Three Sisters Soup

I am back from a wonderful trip to the Pyrenees and a short visit to Paris. I arrived just in time to dive into the kitchen to prepare our Thanksgiving dinner. Husband, older son & daughter in law had been very efficient on getting all the necessary ingredients. They also took charge of brining & smoking our 14 lbs organic turkey — it turned out delicious. Joseph —the older son— made the best oyster dressing he ever made for us; he has been improving the recipe we have used for a few years and I will pass it on one of these days. I will not get into all the details of our dinner as I have a few deadlines coming up, but the one thing I will share from our  2010 menu is our Three Sisters Soup. There are many ways of making this soup, and I have made it many times, but I do think this year’s version is the best so far.
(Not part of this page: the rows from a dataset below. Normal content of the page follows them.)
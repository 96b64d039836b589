//! # Sync Coordinator
//!
//! Translates backend results into delivery outcomes for the queue.
//!
//! The coordinator is the only place that talks to [`RemoteBackend::submit`]
//! and the only place that decides retryability. A backend error never
//! escapes as an error: the queue sees an outcome, acts on it, and moves to
//! the next item.

use std::sync::Arc;

use tracing::{debug, warn};

use solace_core::QueueItem;

use crate::backend::RemoteBackend;

/// Result of attempting to deliver one queue item.
#[derive(Debug, Clone, PartialEq, Eq)]
pub enum DeliveryOutcome {
    /// The backend acknowledged the item; it can be removed.
    Delivered,

    /// Delivery failed; the item stays queued.
    Failed {
        /// Whether a later identical attempt can succeed on its own.
        retryable: bool,
        /// Human-readable cause, recorded on the row for diagnostics.
        reason: String,
    },
}

/// Delivers queue items to the remote backend and classifies the results.
#[derive(Clone)]
pub struct SyncCoordinator {
    backend: Arc<dyn RemoteBackend>,
}

impl SyncCoordinator {
    /// Creates a coordinator over the given backend.
    pub fn new(backend: Arc<dyn RemoteBackend>) -> Self {
        SyncCoordinator { backend }
    }

    /// Attempts to deliver one item. Infallible by design: every backend
    /// result maps to an outcome.
    pub async fn deliver(&self, item: &QueueItem) -> DeliveryOutcome {
        match self.backend.submit(item.kind, &item.payload).await {
            Ok(()) => {
                debug!(id = item.id, kind = %item.kind, "Action delivered");
                DeliveryOutcome::Delivered
            }
            Err(err) => {
                let retryable = err.is_retryable();
                warn!(
                    id = item.id,
                    kind = %item.kind,
                    retryable,
                    error = %err,
                    "Action delivery failed"
                );
                DeliveryOutcome::Failed {
                    retryable,
                    reason: err.to_string(),
                }
            }
        }
    }
}

#[cfg(test)]
mod tests {
    use super::*;
    use crate::backend::BackendError;
    use crate::mock::MockBackend;
    use chrono::Utc;
    use solace_core::ActionKind;

    fn item() -> QueueItem {
        QueueItem {
            id: 1,
            kind: ActionKind::Note,
            payload: r#"{"text":"hello"}"#.to_string(),
            enqueued_at: Utc::now(),
            attempts: 0,
            last_error: None,
        }
    }

    #[tokio::test]
    async fn test_acknowledged_submit_is_delivered() {
        let backend = Arc::new(MockBackend::new());
        let coordinator = SyncCoordinator::new(backend.clone());

        assert_eq!(coordinator.deliver(&item()).await, DeliveryOutcome::Delivered);
        assert_eq!(backend.submit_calls(), 1);
    }

    #[tokio::test]
    async fn test_connection_failure_is_retryable() {
        let backend = Arc::new(MockBackend::new());
        backend.push_submit_result(Err(BackendError::Connection("refused".into())));
        let coordinator = SyncCoordinator::new(backend);

        match coordinator.deliver(&item()).await {
            DeliveryOutcome::Failed { retryable, reason } => {
                assert!(retryable);
                assert!(reason.contains("refused"));
            }
            other => panic!("unexpected outcome: {other:?}"),
        }
    }

    #[tokio::test]
    async fn test_rejection_is_not_retryable() {
        let backend = Arc::new(MockBackend::new());
        backend.push_submit_result(Err(BackendError::Rejected("too large".into())));
        let coordinator = SyncCoordinator::new(backend);

        match coordinator.deliver(&item()).await {
            DeliveryOutcome::Failed { retryable, .. } => assert!(!retryable),
            other => panic!("unexpected outcome: {other:?}"),
        }
    }
}
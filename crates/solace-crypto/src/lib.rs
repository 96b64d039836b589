//! # solace-crypto: PIN-Derived Crypto Primitives for Solace
//!
//! Three small, sharply separated concerns:
//!
//! - [`kdf`] - Argon2id derivation of a symmetric key from the PIN, with a
//!   per-vault random salt. Deliberately slow: the 10,000-value PIN space
//!   means the derivation cost is the only meaningful brute-force cost.
//! - [`seal`] - authenticated encryption (XChaCha20-Poly1305) of the remote
//!   secret under the derived key. Wrong PIN or corrupted bytes are
//!   *detected*, never returned as garbage plaintext.
//! - [`pin_hash`] - an independent one-way verification hash of the PIN, so
//!   a PIN attempt can be checked without touching the encrypted secret and
//!   without paying the sealing KDF cost twice.
//!
//! ## Why two Argon2 derivations?
//! ```text
//! ┌─────────────────────────────────────────────────────────────────────────┐
//! │   PIN ──┬── kdf::derive_key (salt A) ──► 32-byte key ──► seal/open     │
//! │         │                                                               │
//! │         └── pin_hash::hash  (salt B) ──► PHC string  ──► verify        │
//! │                                                                         │
//! │  Separate salts, separate parameters, separate outputs. Verifying a    │
//! │  PIN attempt never exposes or exercises the encryption key, and an     │
//! │  unlock failure is distinguishable from vault corruption internally    │
//! │  while staying merged at the user-facing boundary.                     │
//! └─────────────────────────────────────────────────────────────────────────┘
//! ```
//!
//! No function here logs, stores, or leaks its inputs; all key material and
//! decrypted plaintexts are zeroized on drop.

pub mod error;
pub mod kdf;
pub mod pin_hash;
pub mod seal;

pub use error::CryptoError;
pub use kdf::PinKey;
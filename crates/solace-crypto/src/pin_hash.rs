//! PIN verification hashing.
//!
//! An Argon2id PHC string with its own random salt and lighter parameters
//! than the sealing KDF. This lets the UI answer "is this PIN even
//! plausible" without touching the encrypted secret and without paying the
//! full sealing-KDF cost on every failed guess.
//!
//! Verification goes through the argon2 crate's `verify_password`, which
//! compares in constant time; a mismatch leaks nothing about where the
//! hashes diverge.

use argon2::{
    password_hash::{rand_core::OsRng, PasswordHash, SaltString},
    Algorithm, Argon2, Params, PasswordHasher, PasswordVerifier, Version,
};

use crate::error::CryptoError;

/// Argon2id parameters for the verification hash.
///
/// Lighter than the sealing KDF (16 MiB / 2 / 2): this hash gates the UI,
/// so it must stay interactive, while remaining far from free for an
/// offline attacker. The two derivations share no salt and no output.
fn verify_params() -> Params {
    Params::new(
        16 * 1024, // m_cost: 16 MiB
        2,         // t_cost
        2,         // p_cost
        None,
    )
    .expect("static Argon2 params are valid")
}

fn hasher() -> Argon2<'static> {
    Argon2::new(Algorithm::Argon2id, Version::V0x13, verify_params())
}

/// Hashes a PIN into a self-describing PHC string (salt and parameters
/// embedded). Every call generates a fresh salt.
pub fn hash(pin: &str) -> Result<String, CryptoError> {
    let salt = SaltString::generate(&mut OsRng);
    let hash = hasher()
        .hash_password(pin.as_bytes(), &salt)
        .map_err(|e| CryptoError::Hash(e.to_string()))?
        .to_string();
    Ok(hash)
}

/// Verifies a PIN attempt against a stored PHC string.
///
/// Returns `false` both for a wrong PIN and for an unparseable hash; a
/// corrupted stored hash must fail closed, not error differently.
pub fn verify(pin: &str, stored_hash: &str) -> bool {
    let Ok(parsed) = PasswordHash::new(stored_hash) else {
        return false;
    };
    Argon2::default()
        .verify_password(pin.as_bytes(), &parsed)
        .is_ok()
}

// =============================================================================
// Unit Tests
// =============================================================================

#[cfg(test)]
mod tests {
    use super::*;

    #[test]
    fn test_verify_accepts_correct_pin() {
        let h = hash("4821").unwrap();
        assert!(verify("4821", &h));
    }

    #[test]
    fn test_verify_rejects_wrong_pin() {
        let h = hash("4821").unwrap();
        for wrong in ["0000", "4822", "1248", ""] {
            assert!(!verify(wrong, &h), "expected {wrong:?} to be rejected");
        }
    }

    #[test]
    fn test_hash_is_salted() {
        let a = hash("4821").unwrap();
        let b = hash("4821").unwrap();
        assert_ne!(a, b);
        assert!(verify("4821", &a));
        assert!(verify("4821", &b));
    }

    #[test]
    fn test_hash_is_phc_argon2id() {
        let h = hash("4821").unwrap();
        assert!(h.starts_with("$argon2id$"));
    }

    #[test]
    fn test_corrupt_stored_hash_fails_closed() {
        assert!(!verify("4821", "not-a-phc-string"));
        assert!(!verify("4821", ""));
    }
}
First, a little light on the origin of the name. The soup is named after the Native American technique of growing maize, beans & squash together:

Three Sisters (agriculture)

From Wikipedia, the free encyclopedia

The Three Sisters are the three main agricultural crops of some Native American groups in North America: squash, maize, and climbing beans (typically tepary beans or common beans).

In one technique known as companion planting, the three crops are planted close together. Flat-topped mounds of soil are built for each cluster of crops. Each mound is about 30 cm (1 ft) high and 50 cm (20 in) wide, and several maize seeds are planted close together in the center of each mound. In parts of the Atlantic Northeast, rotten fish or eel are buried in the mound with the maize seeds, to act as additional fertilizer where the soil is poor.[1][2] When the maize is 15 cm (6 inches) tall, beans and squash are planted around the maize, alternating between beans and squash. Milpas are farms or gardens that employ companion planting on a larger scale.[3]

The three crops benefit from each other. The maize provides a structure for the beans to climb, eliminating the need for poles. The beans provide the nitrogen to the soil that the other plants utilize and the squash spreads along the ground, blocking the sunlight, which helps prevent weeds. The squash leaves act as a “living mulch“, creating a microclimate to retain moisture in the soil, and the prickly hairs of the vine deter pests. Maize lacks the amino acids lysine and tryptophan, which the body needs to make proteins and niacin, but beans contain both and therefore together they provide a balanced diet.

Native Americans throughout North America are known for growing variations of three sisters gardens. The Anasazi are known for adopting this garden design in a more xeric environment. The Tewa and other Southwest tribes often included a “fourth sister” known as “Rocky Mountain bee plant” (Cleome serrulata), which attracts bees to help pollinate the beans and squash.[4]


2009 Native American dollar reverse with Three Sisters on it

In the past I made three different soups and served them together. This year I decided to make only the back bean and the butternut squash soups and serve the corn as a garnish on top. This added a pleasant texture to the dish.

Black Bean Soup:
I had some cooked black beans in my freezer. I sauteed one diced onion, added one jalapeno, salt, and a dash of Melinda sauce (for the chipotle pepper taste), added the beans and water. Let it cook for one hour.  Then I blended it with cooking liquid. The consistency should be a little thinner than a smoothie.

Butternut Squash Soup:
I peeled a butternut squash and cooked it in salted water. Meanwhile I prepared a bechamel sauce:

Béchamel sauce
5 tablespoons butter
4 tablespoons all-purpose flour
4 cups milk

Melt the butter over low heat in a heavy sauce pan. Add all the flour, move away from heat and stir briskly until smooth. Add the milk & put back on the stove, stir continually with a wire whisk to prevent any lumps —this is a basic sauce that you can use for many other recipes like macaroni and cheese, or any other gratins, lasagnas etc.

Once the squash is cooked, blend it in a food processor with enough cooking liquid to obtain a  thick consistency. Return to a pan and add as much bechamel as you like. Season with salt & pepper.

Corn kernels:
In a pan melt 1 tablespoon of butter. Add 2 cups of corn kernels, salt & pepper. Glaze them until golden and a little crunchy.

Keep your soups and the corn warm — I do keep everything in a chef pan double boiler mode— prepare the other garnish: cilantro, whipped cream & finely chopped jalapenos for the people who can handle it.
Once you are ready to sit down to dinner set up your plates.

1- Pour the butternut squash soup first.
2- The bean soup in the middle of the squash soup
3- Add a dolop of whipped cream, cilantro, chopped jalapeno and voilà!  & bon appetit!

2 thoughts on “Three Sisters Soup

  1. Hello Nicole, just got the recipe for the three sisters soup, which Jose and I loved. Jose generally does not like any soup, but her raves about this one and the entire meal. Once again, thank you so much for having us.

  2. Hi Nicole–It must have been nearly 20 years ago when we first celebrated thanksgiving with three sisters soup.
    Be well. Hope to see you over the winter holidays.